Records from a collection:
=======
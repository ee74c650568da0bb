//! Runtime boundary
//!
//! A runtime materialises resources of one [`ResourceType`]. The engine
//! never inspects attributes on a runtime's behalf; it hands over the
//! planned resource with every reference substituted and records what
//! comes back.

use crate::config::ProviderConfig;
use crate::error::{Error, Result};
use intent::{Attributes, Resource, ResourceType};
use std::collections::HashMap;
use std::fmt;
use std::sync::Arc;

/// Input of one create/update call
#[derive(Debug, Clone, Copy)]
pub struct ApplyRequest<'a> {
    /// Desired resource, references already substituted
    pub planned: &'a Resource,
    /// Recorded resource, `None` on create
    pub prior: Option<&'a Resource>,
    /// Simulate only: predict the resulting attributes without side effects
    pub dry_run: bool,
    /// Provider settings selected by the resource
    pub provider: Option<&'a ProviderConfig>,
}

/// Materialises resources of one type
///
/// Implementations are shared across worker threads. The engine never
/// calls them twice at once for the same resource.
pub trait Runtime: Send + Sync {
    /// Create or update a resource and return its live attributes
    ///
    /// With `dry_run` set, return the predicted attributes instead; values
    /// that are only known after a real apply may be echoed back unresolved.
    fn apply(&self, request: &ApplyRequest<'_>) -> anyhow::Result<Attributes>;

    /// Live attributes of a resource, `None` if it no longer exists
    fn read(
        &self,
        resource: &Resource,
        provider: Option<&ProviderConfig>,
    ) -> anyhow::Result<Option<Attributes>>;

    /// Delete a resource; deleting an absent resource succeeds
    fn delete(&self, resource: &Resource, provider: Option<&ProviderConfig>) -> anyhow::Result<()>;
}

/// Runtimes keyed by the resource type they serve
#[derive(Clone, Default)]
pub struct RuntimeRegistry {
    runtimes: HashMap<ResourceType, Arc<dyn Runtime>>,
}

impl RuntimeRegistry {
    pub fn new() -> Self {
        Self::default()
    }

    /// Register `runtime` for `resource_type`, replacing any previous one
    pub fn register(mut self, resource_type: ResourceType, runtime: Arc<dyn Runtime>) -> Self {
        self.runtimes.insert(resource_type, runtime);
        self
    }

    pub fn get(&self, resource_type: ResourceType) -> Option<&dyn Runtime> {
        self.runtimes.get(&resource_type).map(AsRef::as_ref)
    }

    /// Runtime for a resource, or a validation error naming it
    pub fn require(&self, resource: &Resource) -> Result<&dyn Runtime> {
        self.get(resource.resource_type)
            .ok_or_else(|| Error::RuntimeNotFound {
                resource_type: resource.resource_type,
                resource: resource.id.clone(),
            })
    }

    pub fn contains(&self, resource_type: ResourceType) -> bool {
        self.runtimes.contains_key(&resource_type)
    }
}

impl fmt::Debug for RuntimeRegistry {
    fn fmt(&self, f: &mut fmt::Formatter<'_>) -> fmt::Result {
        let mut types: Vec<&ResourceType> = self.runtimes.keys().collect();
        types.sort();
        f.debug_struct("RuntimeRegistry").field("types", &types).finish()
    }
}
=======
- _Directions for this task_
Take every line above that includes the string "derive" and return it.

- _Task result_
#[derive(Debug, Clone, Copy)]
#[derive(Clone, Default)]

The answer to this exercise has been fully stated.